::: Exercise input :::

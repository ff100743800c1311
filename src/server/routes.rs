use crate::job::TaskHandle;
use crate::output::html;
use crate::server::error::status_for;
use crate::server::{ApiError, AppState};
use crate::state::TaskState;
use crate::JobError;
use axum::extract::rejection::JsonRejection;
use axum::extract::{Form, Query, State};
use axum::http::StatusCode;
use axum::response::{Html, IntoResponse, Redirect, Response};
use axum::Json;
use serde::Deserialize;
use serde_json::json;
use uuid::Uuid;

#[derive(Debug, Deserialize)]
pub struct SpellcheckBody {
    #[serde(default)]
    pub url: Option<String>,
    #[serde(default)]
    pub language: Option<String>,
}

#[derive(Debug, Deserialize)]
pub struct LinkForm {
    #[serde(default)]
    pub url: Option<String>,
}

#[derive(Debug, Deserialize)]
pub struct ResultsQuery {
    pub task_id: String,
    pub job_id: Uuid,
}

pub async fn health() -> Json<serde_json::Value> {
    Json(json!({ "status": "ok" }))
}

/// Blocking grammar check
pub async fn spellcheck(
    State(service): State<AppState>,
    payload: Result<Json<SpellcheckBody>, JsonRejection>,
) -> Response {
    let body = match payload {
        Ok(Json(body)) => body,
        Err(rejection) => {
            return ApiError(JobError::InvalidParameters(rejection.body_text())).into_response()
        }
    };
    let url = body.url.unwrap_or_default();

    match service.check_page(&url, body.language.as_deref()).await {
        Ok(report) => Json(report).into_response(),
        Err(JobError::WorkerFailure { task_id, job_id }) => {
            tracing::warn!("Grammar check task {} for {} failed", task_id, url);
            match service.aggregator().error_report(job_id, TaskState::Failed) {
                Ok(report) => (StatusCode::BAD_GATEWAY, Json(report)).into_response(),
                Err(e) => ApiError(e).into_response(),
            }
        }
        Err(e) => ApiError(e).into_response(),
    }
}

pub async fn link_form() -> Html<String> {
    Html(html::link_form(None))
}

/// Submits a link task and redirects to its results page
pub async fn submit_links(State(service): State<AppState>, Form(form): Form<LinkForm>) -> Response {
    let url = form.url.unwrap_or_default();

    match service.submit_links(&url).await {
        Ok(submission) => Redirect::to(&results_path(
            &submission.handle.task_id,
            submission.job_id,
        ))
        .into_response(),
        Err(JobError::InvalidParameters(message)) => {
            (StatusCode::BAD_REQUEST, Html(html::link_form(Some(&message)))).into_response()
        }
        Err(e) => html_error(e),
    }
}

/// One poll; renders results, a pending page, or a failure page
pub async fn link_results(
    State(service): State<AppState>,
    Query(query): Query<ResultsQuery>,
) -> Response {
    let handle = TaskHandle {
        task_id: query.task_id.clone(),
        queue_name: service.dispatcher().queue().to_string(),
    };

    match service.link_results(&handle, query.job_id).await {
        Ok(report) => match report.status {
            TaskState::Finished => Html(html::link_results(&report)).into_response(),
            TaskState::Failed => {
                (StatusCode::BAD_GATEWAY, Html(html::link_failed(&report))).into_response()
            }
            state => Html(html::link_pending(
                state,
                &results_path(&query.task_id, query.job_id),
            ))
            .into_response(),
        },
        Err(JobError::UnknownTask { task_id }) => {
            (StatusCode::NOT_FOUND, Html(html::link_unknown(&task_id))).into_response()
        }
        Err(e) => html_error(e),
    }
}

pub(crate) fn results_path(task_id: &str, job_id: Uuid) -> String {
    let query = url::form_urlencoded::Serializer::new(String::new())
        .append_pair("task_id", task_id)
        .append_pair("job_id", &job_id.to_string())
        .finish();
    format!("/links/results?{}", query)
}

fn html_error(error: JobError) -> Response {
    let status = status_for(&error);
    if status.is_server_error() {
        tracing::warn!("Request failed: {}", error);
    }
    let title = status.canonical_reason().unwrap_or("Error");
    (status, Html(html::error_page(title, &error.to_string()))).into_response()
}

:::

__Exercise objective__. Exactness is what counts here: write out every record again.

__Answer to the problem__.
repository ff100743800c1311
filename src/server/routes.rs
use crate::job::TaskHandle;
use crate::output::html;
use crate::server::error::status_for;
use crate::server::{ApiError, AppState};
use crate::state::TaskState;
use crate::JobError;
use axum::extract::rejection::JsonRejection;
use axum::extract::{Form, Query, State};
use axum::http::StatusCode;
use axum::response::{Html, IntoResponse, Redirect, Response};
use axum::Json;
use serde::Deserialize;
use serde_json::json;
use uuid::Uuid;

#[derive(Debug, Deserialize)]
pub struct SpellcheckBody {
    #[serde(default)]
    pub url: Option<String>,
    #[serde(default)]
    pub language: Option<String>,
}

#[derive(Debug, Deserialize)]
pub struct LinkForm {
    #[serde(default)]
    pub url: Option<String>,
}

#[derive(Debug, Deserialize)]
pub struct ResultsQuery {
    pub task_id: String,
    pub job_id: Uuid,
}

pub async fn health() -> Json<serde_json::Value> {
    Json(json!({ "status": "ok" }))
}

/// Blocking grammar check
pub async fn spellcheck(
    State(service): State<AppState>,
    payload: Result<Json<SpellcheckBody>, JsonRejection>,
) -> Response {
    let body = match payload {
        Ok(Json(body)) => body,
        Err(rejection) => {
            return ApiError(JobError::InvalidParameters(rejection.body_text())).into_response()
        }
    };
    let url = body.url.unwrap_or_default();

    match service.check_page(&url, body.language.as_deref()).await {
        Ok(report) => Json(report).into_response(),
        Err(JobError::WorkerFailure { task_id, job_id }) => {
            tracing::warn!("Grammar check task {} for {} failed", task_id, url);
            match service.aggregator().error_report(job_id, TaskState::Failed) {
                Ok(report) => (StatusCode::BAD_GATEWAY, Json(report)).into_response(),
                Err(e) => ApiError(e).into_response(),
            }
        }
        Err(e) => ApiError(e).into_response(),
    }
}

pub async fn link_form() -> Html<String> {
    Html(html::link_form(None))
}

/// Submits a link task and redirects to its results page
pub async fn submit_links(State(service): State<AppState>, Form(form): Form<LinkForm>) -> Response {
    let url = form.url.unwrap_or_default();

    match service.submit_links(&url).await {
        Ok(submission) => Redirect::to(&results_path(
            &submission.handle.task_id,
            submission.job_id,
        ))
        .into_response(),
        Err(JobError::InvalidParameters(message)) => {
            (StatusCode::BAD_REQUEST, Html(html::link_form(Some(&message)))).into_response()
        }
        Err(e) => html_error(e),
    }
}

/// One poll; renders results, a pending page, or a failure page
pub async fn link_results(
    State(service): State<AppState>,
    Query(query): Query<ResultsQuery>,
) -> Response {
    let handle = TaskHandle {
        task_id: query.task_id.clone(),
        queue_name: service.dispatcher().queue().to_string(),
    };

    match service.link_results(&handle, query.job_id).await {
        Ok(report) => match report.status {
            TaskState::Finished => Html(html::link_results(&report)).into_response(),
            TaskState::Failed => {
                (StatusCode::BAD_GATEWAY, Html(html::link_failed(&report))).into_response()
            }
            state => Html(html::link_pending(
                state,
                &results_path(&query.task_id, query.job_id),
            ))
            .into_response(),
        },
        Err(JobError::UnknownTask { task_id }) => {
            (StatusCode::NOT_FOUND, Html(html::link_unknown(&task_id))).into_response()
        }
        Err(e) => html_error(e),
    }
}

pub(crate) fn results_path(task_id: &str, job_id: Uuid) -> String {
    let query = url::form_urlencoded::Serializer::new(String::new())
        .append_pair("task_id", task_id)
        .append_pair("job_id", &job_id.to_string())
        .finish();
    format!("/links/results?{}", query)
}

fn html_error(error: JobError) -> Response {
    let status = status_for(&error);
    if status.is_server_error() {
        tracing::warn!("Request failed: {}", error);
    }
    let title = status.canonical_reason().unwrap_or("Error");
    (status, Html(html::error_page(title, &error.to_string()))).into_response()
}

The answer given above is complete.